Esto es un sentimento nuevo, cantava qualcuno. Lo Stato Sociale cantano il Sentimento Estero. E non c’è nulla da fare. Ascoltato almeno 5 volte di fila. Cerco di capire. Al settimo tentativo il mio Xiaomi ha fatto un volo dell’angelo che in confronto Lucifero cacciato dal Paradiso, spostati. Ma come per il futuro re dei Dannati, è stata la Divina Provvidenza a far precipitare lo smartphone per terra. Io non c’entro. Ma è stato centrato il punto. Di rottura di maroni. Il cellulare, per fortuna, è integro. Miracolo. Miracolo che al tempo stesso Spotify abbia deciso di switchare verso i Kyuss. Così, a caso. Miacolo nel miracolo. – Andrea Mariano


megadeth-killing-is-my-business-dce-1106

Vacca
Don Vacca Corleone

Hip Hop, Solo Bombe

L’highlight
Da solo

Per chi apprezza
Il vino nella Coca Cola

La scena hip-hop italiana non è tra le mie più frequentate, ma non ci vuole grande conoscenza musicale per capire che l’ultimo lavoro di Vacca, Don Vacca Corleone, sia una cazzo di mina.

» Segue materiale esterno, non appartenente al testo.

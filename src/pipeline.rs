//! Stage orchestration: tracks -> rays -> local points -> ECEF -> waypoints.
//!
//! Every stage takes its collaborators as arguments; nothing is cached
//! between runs.

use std::collections::BTreeMap;
use std::path::{Path, PathBuf};

use log::{info, warn};
use nalgebra as na;

use crate::appearance::ColorHistogramEncoder;
use crate::config::{PipelineConfig, PlaneConfig, RegistrationConfig, TriangulationConfig};
use crate::data_loader::{load_geotags, load_image_detections, load_label_dir};
use crate::detected_points::{BBox, ImageDetections, NormalizedBox};
use crate::error::{Error, ErrorKind, Result};
use crate::geodesy::{ecef_to_geodetic, geodetic_to_ecef};
use crate::io::{
    FailureReport, PlanReport, PointReport, RegistrationReport, object_from_json, object_to_json,
};
use crate::kml::{Waypoint, waypoints_to_kmz};
use crate::optimization::{
    RansacSimilarityOptions, RayPoint, SimilarityFit, fit_all, fit_plane, ransac_similarity,
    snap_to_plane, triangulate,
};
use crate::reconstruction::{CameraView, Reconstruction, load_colmap_text};
use crate::tracking::{TrackTable, build_tracks, write_track_labels};
use crate::types::{CameraRay, Geodetic, SimilarityTransform};

/// Camera rays per object id.
pub type ObjectRays = BTreeMap<u32, Vec<CameraRay>>;

pub fn now_ms() -> i64 {
    (time::OffsetDateTime::now_utc().unix_timestamp_nanos() / 1_000_000) as i64
}

fn push_ray(rays: &mut ObjectRays, object_id: u32, view: &CameraView, bbox: &BBox) -> Result<()> {
    let ray = view.ray_through(&bbox.center())?;
    rays.entry(object_id).or_default().push(ray);
    Ok(())
}

/// Rays through the box centers of every track occurrence.
pub fn track_rays(
    table: &TrackTable,
    images: &[ImageDetections],
    reconstruction: &Reconstruction,
) -> Result<ObjectRays> {
    let mut rays = ObjectRays::new();
    for track in table.iter() {
        for (image_idx, bbox) in &track.occurrences {
            let name = &images[*image_idx].name;
            match reconstruction.find(name).filter(|v| v.registered) {
                Some(view) => push_ray(&mut rays, track.id, view, bbox)?,
                None => warn!("{} is not registered, dropping its box of object {}", name, track.id),
            }
        }
    }
    Ok(rays)
}

/// Rays from track label files keyed by image stem, whose class column is
/// the object id. Boxes are scaled by the reconstruction camera size.
pub fn label_rays(
    labels: &BTreeMap<String, Vec<NormalizedBox>>,
    reconstruction: &Reconstruction,
) -> Result<ObjectRays> {
    let mut rays = ObjectRays::new();
    for (stem, boxes) in labels {
        let Some(view) = reconstruction.find(stem).filter(|v| v.registered) else {
            if !boxes.is_empty() {
                warn!("{} is not registered, skipping {} labels", stem, boxes.len());
            }
            continue;
        };
        for label in boxes {
            let bbox = BBox::from_normalized(label, view.width as f64, view.height as f64);
            push_ray(&mut rays, label.class_id, view, &bbox)?;
        }
    }
    Ok(rays)
}

/// Triangulates every object independently. A failing object is logged
/// and reported, the others carry on.
pub fn triangulate_objects(
    rays: &ObjectRays,
    config: &TriangulationConfig,
    seed: u64,
) -> (Vec<(u32, RayPoint)>, Vec<(u32, Error)>) {
    let mut points = Vec::new();
    let mut failures = Vec::new();
    for (&object_id, object_rays) in rays {
        match triangulate(object_rays, config, seed) {
            Ok(point) => points.push((object_id, point)),
            Err(e) => {
                warn!("object {} skipped: {}", object_id, e);
                failures.push((object_id, e));
            }
        }
    }
    info!(
        "triangulated {} of {} objects",
        points.len(),
        points.len() + failures.len()
    );
    (points, failures)
}

/// Moves the points onto their best-fit plane, lifted by `offset` toward
/// the cameras. Left untouched when no plane can be fitted.
pub fn snap_to_ground(
    points: &[na::Point3<f64>],
    camera_centers: &[na::Point3<f64>],
    config: &PlaneConfig,
) -> Vec<na::Point3<f64>> {
    if !config.enabled || camera_centers.is_empty() {
        return points.to_vec();
    }
    match fit_plane(points) {
        Ok(plane) => {
            let mean = camera_centers
                .iter()
                .fold(na::Vector3::zeros(), |acc, c| acc + c.coords)
                / camera_centers.len() as f64;
            let plane = plane.oriented_toward(&na::Point3::from(mean));
            snap_to_plane(points, &plane, config.offset)
        }
        Err(e) => {
            warn!("plane snapping skipped: {}", e);
            points.to_vec()
        }
    }
}

/// Registered projection centers paired with the ECEF position of their
/// geotag. Geotags are matched by image name, then by file stem.
pub fn registration_pairs(
    reconstruction: &Reconstruction,
    geotags: &BTreeMap<String, Geodetic>,
) -> (Vec<na::Point3<f64>>, Vec<na::Point3<f64>>) {
    let by_stem: BTreeMap<&str, &Geodetic> = geotags
        .iter()
        .map(|(name, g)| (name.rsplit_once('.').map_or(name.as_str(), |(s, _)| s), g))
        .collect();
    reconstruction
        .registered()
        .filter_map(|view| {
            let stem = view.name.rsplit_once('.').map_or(view.name.as_str(), |(s, _)| s);
            let geo = geotags.get(&view.name).or_else(|| by_stem.get(stem).copied())?;
            Some((view.projection_center(), geodetic_to_ecef(geo)))
        })
        .unzip()
}

/// Local -> ECEF similarity. A robust fit without consensus falls back to
/// the closed form on every pair.
pub fn register(
    source: &[na::Point3<f64>],
    target: &[na::Point3<f64>],
    config: &RegistrationConfig,
    seed: u64,
) -> Result<SimilarityFit> {
    let fit = if config.robust {
        let opts = RansacSimilarityOptions::from_config(config, seed);
        match ransac_similarity(source, target, &opts) {
            Err(e) if e.kind() == ErrorKind::Consensus => {
                warn!("{}, falling back to a fit on all cameras", e);
                fit_all(source, target, config.threshold)?
            }
            other => other?,
        }
    } else {
        fit_all(source, target, config.threshold)?
    };
    info!(
        "registration: scale {:.6}, {} / {} inliers, rms {:.3} m",
        fit.transform.scale,
        fit.inliers.len(),
        source.len(),
        fit.rms_error
    );
    Ok(fit)
}

pub fn to_geodetic(transform: &SimilarityTransform, local: &na::Point3<f64>) -> Geodetic {
    ecef_to_geodetic(&transform.apply(local))
}

/// One triangulated object on its way to a waypoint.
#[derive(Debug, Clone)]
pub struct ObjectPoint {
    pub object_id: u32,
    pub local: RayPoint,
    pub snapped: na::Point3<f64>,
    pub geodetic: Geodetic,
}

#[derive(Debug)]
pub struct Plan {
    pub points: Vec<ObjectPoint>,
    pub failures: Vec<(u32, Error)>,
    pub registration: SimilarityFit,
    pub cameras: usize,
    pub waypoints: Vec<Waypoint>,
}

impl Plan {
    pub fn report(&self, timestamp_ms: i64, tracks: usize) -> PlanReport {
        PlanReport {
            timestamp_ms,
            tracks,
            points: self
                .points
                .iter()
                .map(|p| PointReport {
                    object_id: p.object_id,
                    local: [p.local.point.x, p.local.point.y, p.local.point.z],
                    rays: p.local.support,
                    rms_distance: p.local.rms_distance,
                })
                .collect(),
            failures: self
                .failures
                .iter()
                .map(|(object_id, e)| FailureReport {
                    object_id: *object_id,
                    reason: e.to_string(),
                })
                .collect(),
            registration: RegistrationReport {
                transform: self.registration.transform.clone(),
                cameras: self.cameras,
                inliers: self.registration.inliers.len(),
                rms_error: self.registration.rms_error,
            },
            waypoints: self.waypoints.clone(),
        }
    }
}

/// Everything after tracking, in memory: triangulate, snap, register and
/// convert to waypoints ordered by object id.
pub fn plan_from_rays(
    rays: &ObjectRays,
    reconstruction: &Reconstruction,
    geotags: &BTreeMap<String, Geodetic>,
    config: &PipelineConfig,
) -> Result<Plan> {
    if rays.is_empty() {
        return Err(Error::EmptyInput("no object has a ray".to_string()));
    }
    let (located, failures) = triangulate_objects(rays, &config.triangulation, config.seed);
    if located.is_empty() {
        return Err(Error::EmptyInput(format!(
            "none of {} objects could be triangulated",
            failures.len()
        )));
    }

    let centers: Vec<na::Point3<f64>> = reconstruction
        .registered()
        .map(|v| v.projection_center())
        .collect();
    let local: Vec<na::Point3<f64>> = located.iter().map(|(_, p)| p.point).collect();
    let snapped = if local.len() >= 3 {
        snap_to_ground(&local, &centers, &config.plane)
    } else {
        local
    };

    let (source, target) = registration_pairs(reconstruction, geotags);
    let registration = register(&source, &target, &config.registration, config.seed)?;

    let points: Vec<ObjectPoint> = located
        .into_iter()
        .zip(snapped)
        .map(|((object_id, local), snapped)| ObjectPoint {
            object_id,
            geodetic: to_geodetic(&registration.transform, &snapped),
            local,
            snapped,
        })
        .collect();
    let waypoints = points
        .iter()
        .map(|p| Waypoint::from_geodetic(&p.geodetic))
        .collect();
    Ok(Plan {
        points,
        failures,
        registration,
        cameras: source.len(),
        waypoints,
    })
}

/// `track` stage: detections -> track table, label files and `tracks.json`.
pub fn run_track(
    images_dir: &Path,
    detections_dir: &Path,
    output_dir: &Path,
    config: &PipelineConfig,
) -> Result<TrackTable> {
    let encoder = ColorHistogramEncoder::new(config.tracking.histogram_bins);
    let images = load_image_detections(
        images_dir,
        detections_dir,
        &encoder,
        config.tracking.target_class,
    )?;
    let table = build_tracks(&images)?;
    write_track_labels(&table, &images, output_dir)?;
    object_to_json(&output_dir.join("tracks.json"), &table.to_dump(&images))?;
    Ok(table)
}

#[derive(Debug, Clone)]
pub struct PlanPaths {
    pub images: PathBuf,
    pub labels: PathBuf,
    pub reconstruction: PathBuf,
    pub template: PathBuf,
    pub output: PathBuf,
}

/// `plan` stage: track labels + reconstruction + geotags -> KMZ.
pub fn run_plan(paths: &PlanPaths, config: &PipelineConfig) -> Result<PlanReport> {
    let reconstruction = load_colmap_text(&paths.reconstruction)?;
    let labels = load_label_dir(&paths.labels)?;
    let geotags = load_geotags(&paths.images)?;
    let rays = label_rays(&labels, &reconstruction)?;
    let plan = plan_from_rays(&rays, &reconstruction, &geotags, config)?;

    let timestamp_ms = now_ms();
    waypoints_to_kmz(
        &paths.template,
        &paths.output,
        &plan.waypoints,
        &config.kml,
        timestamp_ms,
    )?;
    Ok(plan.report(timestamp_ms, rays.len()))
}

/// `kmz` stage: waypoint JSON -> KMZ.
pub fn run_kmz(
    waypoints_path: &Path,
    template: &Path,
    output: &Path,
    config: &PipelineConfig,
) -> Result<usize> {
    let waypoints: Vec<Waypoint> = object_from_json(waypoints_path)?;
    waypoints_to_kmz(template, output, &waypoints, &config.kml, now_ms())?;
    Ok(waypoints.len())
}
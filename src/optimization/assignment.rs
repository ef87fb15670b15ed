use nalgebra as na;

use crate::error::{Error, Result};

/// Optimal one-to-one assignment minimizing the summed cost.
///
/// Works on rectangular matrices: `min(rows, cols)` pairs are returned as
/// `(row, col)`, sorted by row. Costs must be finite.
pub fn min_cost_assignment(cost: &na::DMatrix<f64>) -> Result<Vec<(usize, usize)>> {
    let (rows, cols) = cost.shape();
    if rows == 0 || cols == 0 {
        return Ok(Vec::new());
    }
    if cost.iter().any(|c| !c.is_finite()) {
        return Err(Error::DegenerateInput(
            "assignment cost matrix contains non-finite values".to_string(),
        ));
    }
    if rows <= cols {
        return Ok(kuhn_munkres(cost));
    }
    let mut pairs: Vec<(usize, usize)> = kuhn_munkres(&cost.transpose())
        .into_iter()
        .map(|(c, r)| (r, c))
        .collect();
    pairs.sort_unstable();
    Ok(pairs)
}

/// Shortest augmenting path with row/column potentials, `rows <= cols`.
/// Indices inside are 1-based, slot 0 is the virtual source column.
fn kuhn_munkres(cost: &na::DMatrix<f64>) -> Vec<(usize, usize)> {
    let (n, m) = cost.shape();
    let mut u = vec![0.0; n + 1];
    let mut v = vec![0.0; m + 1];
    let mut row_of_col = vec![0usize; m + 1];
    let mut way = vec![0usize; m + 1];

    for i in 1..=n {
        row_of_col[0] = i;
        let mut j0 = 0;
        let mut min_v = vec![f64::INFINITY; m + 1];
        let mut used = vec![false; m + 1];
        loop {
            used[j0] = true;
            let i0 = row_of_col[j0];
            let mut delta = f64::INFINITY;
            let mut j1 = 0;
            for j in 1..=m {
                if used[j] {
                    continue;
                }
                let reduced = cost[(i0 - 1, j - 1)] - u[i0] - v[j];
                if reduced < min_v[j] {
                    min_v[j] = reduced;
                    way[j] = j0;
                }
                if min_v[j] < delta {
                    delta = min_v[j];
                    j1 = j;
                }
            }
            for j in 0..=m {
                if used[j] {
                    u[row_of_col[j]] += delta;
                    v[j] -= delta;
                } else {
                    min_v[j] -= delta;
                }
            }
            j0 = j1;
            if row_of_col[j0] == 0 {
                break;
            }
        }
        loop {
            let j1 = way[j0];
            row_of_col[j0] = row_of_col[j1];
            j0 = j1;
            if j0 == 0 {
                break;
            }
        }
    }

    let mut pairs: Vec<(usize, usize)> = (1..=m)
        .filter(|&j| row_of_col[j] != 0)
        .map(|j| (row_of_col[j] - 1, j - 1))
        .collect();
    pairs.sort_unstable();
    pairs
}

/// Pairwise Euclidean distances between two descriptor sets.
pub fn euclidean_cost_matrix(
    features0: &[&na::DVector<f64>],
    features1: &[&na::DVector<f64>],
) -> na::DMatrix<f64> {
    na::DMatrix::from_fn(features0.len(), features1.len(), |r, c| {
        (features0[r] - features1[c]).norm()
    })
}
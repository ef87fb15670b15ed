use nalgebra as na;

use crate::error::{Error, Result};

const FLATNESS_EPS: f64 = 1e-12;

/// Plane through `centroid` with unit `normal`.
#[derive(Debug, Clone, Copy, PartialEq)]
pub struct Plane {
    pub centroid: na::Point3<f64>,
    pub normal: na::Unit<na::Vector3<f64>>,
}

impl Plane {
    pub fn signed_distance(&self, p: &na::Point3<f64>) -> f64 {
        self.normal.dot(&(*p - self.centroid))
    }

    pub fn project(&self, p: &na::Point3<f64>) -> na::Point3<f64> {
        *p - self.normal.into_inner() * self.signed_distance(p)
    }

    /// Flips the normal, if needed, so that `toward` lies on its positive side.
    pub fn oriented_toward(self, toward: &na::Point3<f64>) -> Plane {
        if self.signed_distance(toward) < 0.0 {
            Plane {
                centroid: self.centroid,
                normal: -self.normal,
            }
        } else {
            self
        }
    }
}

/// Total-least-squares plane: the normal is the eigenvector of the scatter
/// matrix with the smallest eigenvalue.
pub fn fit_plane(points: &[na::Point3<f64>]) -> Result<Plane> {
    if points.len() < 3 {
        return Err(Error::NotEnoughPoints {
            stage: "plane fit",
            required: 3,
            actual: points.len(),
        });
    }
    let mean = points
        .iter()
        .fold(na::Vector3::zeros(), |acc, p| acc + p.coords)
        / points.len() as f64;
    let scatter = points.iter().fold(na::Matrix3::zeros(), |acc, p| {
        let c = p.coords - mean;
        acc + c * c.transpose()
    });

    let eigen = na::SymmetricEigen::new(scatter);
    let mut order = [0usize, 1, 2];
    order.sort_by(|&a, &b| eigen.eigenvalues[a].total_cmp(&eigen.eigenvalues[b]));
    let largest = eigen.eigenvalues[order[2]];
    if !(eigen.eigenvalues[order[1]] > FLATNESS_EPS * largest.max(1.0)) {
        return Err(Error::DegenerateInput(
            "points are collinear or coincident, plane is undefined".to_string(),
        ));
    }
    let normal = eigen.eigenvectors.column(order[0]).into_owned();
    Ok(Plane {
        centroid: na::Point3::from(mean),
        normal: na::Unit::new_normalize(normal),
    })
}

/// Projects every point onto `plane`, then moves it `offset` along the normal.
pub fn snap_to_plane(points: &[na::Point3<f64>], plane: &Plane, offset: f64) -> Vec<na::Point3<f64>> {
    points
        .iter()
        .map(|p| plane.project(p) + plane.normal.into_inner() * offset)
        .collect()
}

Il ritorno del rapper italo-giamaicano sembra essere di quelli potenti, di quelli in pompa magna insomma: seguendo la notorietà della recente scia trap italiana, riesce comunque a tenersi distante dallo scadere in banali imitazioni. Vacca riesce a proporre un rap aggressivo e diretto, affiancato durante gli undici brani anche da diversi ospiti come Jamil, Skioffi e Cromo. Ma è Da Solo che riesce a esprimere tutto il meglio di Vacca: una killer track della quale mi sono innamorato al “taglia il pecorino, taglia del salame, passami cinquecento fette di pane”. Poesia. Ed ora vi chiedo: si capisce che non ci capisco di ‘sta roba? – Francesco Benvenuto


Lykke-Li-so-sad-so-sexy-dce-1106

Dream Theater
Fall Into Light (Singolo)

Progressive Metal, Nuclear Blast

L’highlight
Il riff principale

Per chi apprezza
Crederci nonostante tutto. Però…

… però non è che possiamo continuare a sorbirci sempre la stessa roba forever and ever. Di buono c’è che Rudes questa volta non ci concede uno dei suoi soliti stacchetti cartooneschi che spezzano l’atmosfera come dei mariachi a un funerale di Stato. LaBrie o si ama o si odia, e vabbé. Morale della favola: se amate i Dream Theater, potreste ritrovarvi nella comfort zone ideale (qualche riferimento ai fasti di Scenes From A Memory); se amate i Dream Theater post-Portnoy avrete un ottimo antipasto di quello che riserverà il futuro. Per il resto degli ascoltatori, Fall Into The Light è discretamente superfluo. E come dico sempre: “superfluo” non è necessariamente meglio di “irritante”. – Andrea Mariano


Lykke-Li-so-sad-so-sexy-dce-1106

Mark Morton ft. Chester Bennington
Cross Off (Singolo)

Alternative Metal, WPP Records

L’highlight
La rabbia che ricordavamo

Per chi apprezza
La sincerità

Ad essere un po’ cattivi e un po’ irrispettosi, sembra quasi volerlo dire Chester Bennington, a un anno e mezzo abbondante dal suo prematuro addio al nostro pianeta: “Shinoda di merda, io volevo continuare a urlare e fare il rocker”. L’occasione che permetterà a tanti fan dei Linkin Park rimasti orfani è “Cross Off”, estratto dall’album di collaborazioni di Mark Morton: e mi devo trovare a dargli ragione, perché il buon Chester suona molto più spontaneo sui riffoni del chitarrista dei Lamb of God che sulle porcherie synthpop che ne fanno da ingiusto canto del cigno con la band principale. Tant’è. Qualcosa in più da quella che fu una gran voce: grasso che cola, a prescindere da complottismi e recriminazioni. – Riccardo Coppola


megadeth-killing-is-my-business-dce-1106

At The Gates
With the pantheons blind

Melodic Death, Century media records

L’highlight
The Mirror Black

Per chi apprezza
Qualsiasi (ma proprio qualsiasi) lavoro dei maestri del melodic death metal

Un disco di curiosità: una demo, una manciata di brani con diversi ospiti alla voce.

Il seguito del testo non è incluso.